What? Walker Proposes $50M In Rural Economic Development, but...: It seems during this reelection year Walker is doing another 180, after cutting help for rural farmers. I wrote this back in Jan. 2016:
Scott Walker's $3.6 million budget cut to the UW Extension should get rural Republican voters riled up. It continues the Republican assault on their own rural constituents that keeps them frustrated and angry at their own government. The UW Extension "provides farmers with technical assistance, nutrient management and more," but those days are slipping away, thanks to cuts signed by Walker.
UW-Extension, which applies research and expertise across the state in myriad areas, has been forced to restructure ... cut $1.2 million from county-level programs, $1.7 million from campus programs and state specialists and $700,000 from the administration.

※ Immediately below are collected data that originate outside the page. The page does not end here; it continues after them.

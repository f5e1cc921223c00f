#![allow(dead_code)]

use model_snap::resources::triangle_mesh::{Facet, encode_binary};
use serde_json::{Value, json};

/// Facets of an axis aligned cube of edge `2 * half` centred on the origin, 12 triangles.
pub fn cube_facets(half: f32) -> Vec<Facet> {
    let mut facets = Vec::with_capacity(12);
    for axis in 0..3 {
        let (u, v) = ((axis + 1) % 3, (axis + 2) % 3);
        for sign in [-1.0f32, 1.0] {
            let corner = |su: f32, sv: f32| {
                let mut p = [0.0; 3];
                p[axis] = sign * half;
                p[u] = su * half;
                p[v] = sv * half;
                p
            };
            let mut normal = [0.0; 3];
            normal[axis] = sign;
            facets.push(Facet {
                normal,
                vertices: [corner(-1.0, -1.0), corner(1.0, -1.0), corner(1.0, 1.0)],
            });
            facets.push(Facet {
                normal,
                vertices: [corner(-1.0, -1.0), corner(1.0, 1.0), corner(-1.0, 1.0)],
            });
        }
    }
    facets
}

pub fn cube_stl() -> Vec<u8> {
    encode_binary(&cube_facets(0.5))
}

/// A 2x2 opaque red PNG.
pub fn red_png() -> Vec<u8> {
    red_png_sized(2, 2)
}

/// An opaque red PNG of the given size.
pub fn red_png_sized(width: u32, height: u32) -> Vec<u8> {
    let img = image::RgbaImage::from_pixel(width, height, image::Rgba([255, 0, 0, 255]));
    let mut out = std::io::Cursor::new(Vec::new());
    img.write_to(&mut out, image::ImageFormat::Png)
        .expect("PNG encoding of an in-memory image");
    out.into_inner()
}

/// How the base colour texture of [`triangle_scene`] is referenced.
#[derive(Clone, Copy, Debug, PartialEq)]
pub enum TextureFixture {
    None,
    /// Image bytes in a buffer view of the binary chunk.
    BufferView,
    /// `blob:` image resolved through a blob buffer at a valid offset.
    Blob,
    /// `blob:` image whose blob buffer points past the end of the package.
    MissingBlob,
    /// Side file next to the model.
    External(&'static str),
}

fn pad4(bytes: &mut Vec<u8>, fill: u8) {
    while bytes.len() % 4 != 0 {
        bytes.push(fill);
    }
}

/// A glTF document with one textured triangle used by two nodes: `parent`
/// at the origin and its `child` translated by +2 on Z. Returns the JSON
/// document and the bytes of buffer 0.
pub fn triangle_scene(texture: TextureFixture) -> (Value, Vec<u8>) {
    triangle_scene_with_image(texture, &red_png())
}

/// [`triangle_scene`] with `png` as the encoded base colour image.
pub fn triangle_scene_with_image(texture: TextureFixture, png: &[u8]) -> (Value, Vec<u8>) {
    let mut bin = Vec::new();
    for p in [[0.0f32, 0.0, 0.0], [1.0, 0.0, 0.0], [0.0, 1.0, 0.0]] {
        for c in p {
            bin.extend_from_slice(&c.to_le_bytes());
        }
    }
    for uv in [[0.0f32, 1.0], [1.0, 1.0], [0.0, 0.0]] {
        for c in uv {
            bin.extend_from_slice(&c.to_le_bytes());
        }
    }
    for i in [0u16, 1, 2] {
        bin.extend_from_slice(&i.to_le_bytes());
    }
    pad4(&mut bin, 0);

    let png_offset = bin.len();
    bin.extend_from_slice(png);
    pad4(&mut bin, 0);

    let mut doc = json!({
        "asset": {"version": "2.0", "generator": "model-snap tests"},
        "scene": 0,
        "scenes": [{"nodes": [0]}],
        "nodes": [
            {"name": "parent", "mesh": 0, "children": [1]},
            {"name": "child", "mesh": 0, "translation": [0.0, 0.0, 2.0]}
        ],
        "meshes": [{
            "primitives": [{
                "attributes": {"POSITION": 0, "TEXCOORD_0": 1},
                "indices": 2,
                "material": 0
            }]
        }],
        "materials": [{
            "name": "painted",
            "pbrMetallicRoughness": {
                "baseColorFactor": [1.0, 1.0, 1.0, 1.0],
                "metallicFactor": 0.1,
                "roughnessFactor": 0.9
            }
        }],
        "accessors": [
            {"bufferView": 0, "componentType": 5126, "count": 3, "type": "VEC3",
             "min": [0.0, 0.0, 0.0], "max": [1.0, 1.0, 0.0]},
            {"bufferView": 1, "componentType": 5126, "count": 3, "type": "VEC2"},
            {"bufferView": 2, "componentType": 5123, "count": 3, "type": "SCALAR"}
        ],
        "bufferViews": [
            {"buffer": 0, "byteOffset": 0, "byteLength": 36},
            {"buffer": 0, "byteOffset": 36, "byteLength": 24},
            {"buffer": 0, "byteOffset": 60, "byteLength": 6}
        ],
        "buffers": [{"byteLength": bin.len()}]
    });

    let image = match texture {
        TextureFixture::None => None,
        TextureFixture::BufferView => {
            doc["bufferViews"]
                .as_array_mut()
                .expect("bufferViews is an array")
                .push(json!({"buffer": 0, "byteOffset": png_offset, "byteLength": png.len()}));
            Some(json!({"bufferView": 3, "mimeType": "image/png"}))
        }
        TextureFixture::Blob | TextureFixture::MissingBlob => {
            let offset = if texture == TextureFixture::Blob {
                png_offset
            } else {
                bin.len() + 1024
            };
            doc["buffers"]
                .as_array_mut()
                .expect("buffers is an array")
                .push(json!({"uri": "blob:nodedata:tex0", "byteOffset": offset, "byteLength": png.len()}));
            Some(json!({"uri": "blob:nodedata:tex0", "mimeType": "image/png"}))
        }
        TextureFixture::External(name) => Some(json!({"uri": name})),
    };
    if let Some(image) = image {
        doc["images"] = json!([image]);
        doc["textures"] = json!([{"source": 0}]);
        doc["materials"][0]["pbrMetallicRoughness"]["baseColorTexture"] = json!({"index": 0});
    }
    (doc, bin)
}

/// Packs a document and its binary chunk into a GLB container.
pub fn to_glb(doc: &Value, bin: &[u8]) -> Vec<u8> {
    let mut json_chunk = serde_json::to_vec(doc).expect("serializable document");
    pad4(&mut json_chunk, b' ');
    let mut bin_chunk = bin.to_vec();
    pad4(&mut bin_chunk, 0);

    let total = 12 + 8 + json_chunk.len() + 8 + bin_chunk.len();
    let mut out = Vec::with_capacity(total);
    out.extend_from_slice(b"glTF");
    out.extend_from_slice(&2u32.to_le_bytes());
    out.extend_from_slice(&(total as u32).to_le_bytes());
    out.extend_from_slice(&(json_chunk.len() as u32).to_le_bytes());
    out.extend_from_slice(b"JSON");
    out.extend_from_slice(&json_chunk);
    out.extend_from_slice(&(bin_chunk.len() as u32).to_le_bytes());
    out.extend_from_slice(b"BIN\0");
    out.extend_from_slice(&bin_chunk);
    out
}

pub fn triangle_glb(texture: TextureFixture) -> Vec<u8> {
    let (doc, bin) = triangle_scene(texture);
    to_glb(&doc, &bin)
}

/// The same scene as a `.gltf` document whose buffer 0 is the side file `side_file`.
pub fn triangle_gltf(texture: TextureFixture, side_file: &str) -> (Vec<u8>, Vec<u8>) {
    let (mut doc, bin) = triangle_scene(texture);
    doc["buffers"][0]["uri"] = json!(side_file);
    (serde_json::to_vec(&doc).expect("serializable document"), bin)
}

/// A scene package without any mesh.
pub fn empty_gltf() -> Vec<u8> {
    serde_json::to_vec(&json!({
        "asset": {"version": "2.0"},
        "scene": 0,
        "scenes": [{"nodes": [0]}],
        "nodes": [{"name": "empty"}]
    }))
    .expect("serializable document")
}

Monticello dairy farmer Bryan Voegeli's concern is that farmers who rely on Extension staffers to provide answers for myriad issues won’t receive the one-on-one assistance that has been an Extension trademark for decades. He said the Extension was a tremendous help when he modernized and expanded his picturesque operation ... that now includes more than 200 Brown Swiss milking cows ... a new freestyle barn in 2005 and converted its old barn that is more than 100 years old into a milking parlor. Instead of county offices fully staffed with agriculture, child development, economic development and family living agents, the Extension announced that it plans to open regional offices covering multiple counties.

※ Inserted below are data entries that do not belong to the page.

use std::process::ExitCode;

use anyhow::Context as _;
use model_snap::{RenderConfig, RenderRequest, cli::CliArgs};

#[tokio::main]
async fn main() -> ExitCode {
    env_logger::Builder::from_env(env_logger::Env::default().default_filter_or("info")).init();

    match run().await {
        Ok(()) => ExitCode::SUCCESS,
        Err(e) => {
            log::error!("{:#}", e);
            ExitCode::FAILURE
        }
    }
}

async fn run() -> anyhow::Result<()> {
    let args = CliArgs::parse(std::env::args().skip(1))?;
    let request = RenderRequest::from(args);
    log::info!(
        "rendering {} at {} to {}",
        request.model.display(),
        request.dimensions,
        request.output.display()
    );

    let report = model_snap::render_model(&request, &RenderConfig::default())
        .await
        .with_context(|| format!("could not render {}", request.model.display()))?;

    if !report.warnings.is_empty() {
        log::warn!("{} texture(s) could not be resolved and were left out", report.warnings.len());
    }
    log::info!(
        "saved {}x{} snapshot to {}",
        report.width,
        report.height,
        report.output.display()
    );
    Ok(())
}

Ag agents that survive the purge will be covering multiple counties and that will likely mean more time traveling and communicating with farmers via email rather than face to face. He said that’s difficult in an age where many farmers still don’t have computers.
Walker is flip-flopping again, in the hopes the following bride, and much-needed help, makes farmers forget:
Walker Proposes $50M In Rural Economic Development: The initiative would include low-interest loans for dairy businesses, more money for state marketing efforts, and a new college scholarship program for students to take agriculture classes at state colleges. Walker announced creation of a $200,000 scholarship fund to encourage students to take agriculture courses at a state technical college or the University of Wisconsin College of Agriculture.Hard Core Rural Conservative voters will Pay more for Health Insurance: I found this health care research unsettling, because it may also apply to other rural government services:
Samuel Trachtman, U of California, Berkeley Abstract: Political scientists have only recently begun paying attention to the ways that individuals’ politics affect their participation in government programs. In particular, it has been shown that Republicans are less likely to enroll in Affordable Care Act marketplace insurance than Democrats ... these decisions are consequential not only for the coverage of individuals, but also for the cost of plans. Due to adverse selection, partisanship-motivated enrollment decisions result in the average Republican enrollee being less healthy than the average Democratic enrollee. I provide empirical evidence demonstrating that insurers have responded to these differences in enrollee composition by increasing prices at a faster rate in areas with more Republican voters. These findings have implications for the design of public policies in an environment where politics can influence uptake decisions.
Just a note:
"I linked this mechanism to political geography, arguing that as insurers receive claims data prices should rise more quickly in areas with more Republicans. To support the hypothesized causal mechanism, I demonstrated a link 29 between county-level Republican vote share and composition of the marketplaces by income, a strong proxy for health status. I then provided evidence of a robust relationship between Republican 2012 vote share and premium growth. The main analysis was corroborated using alternative data, and off-marketplace premium growth was used as a placebo check to support causal identification."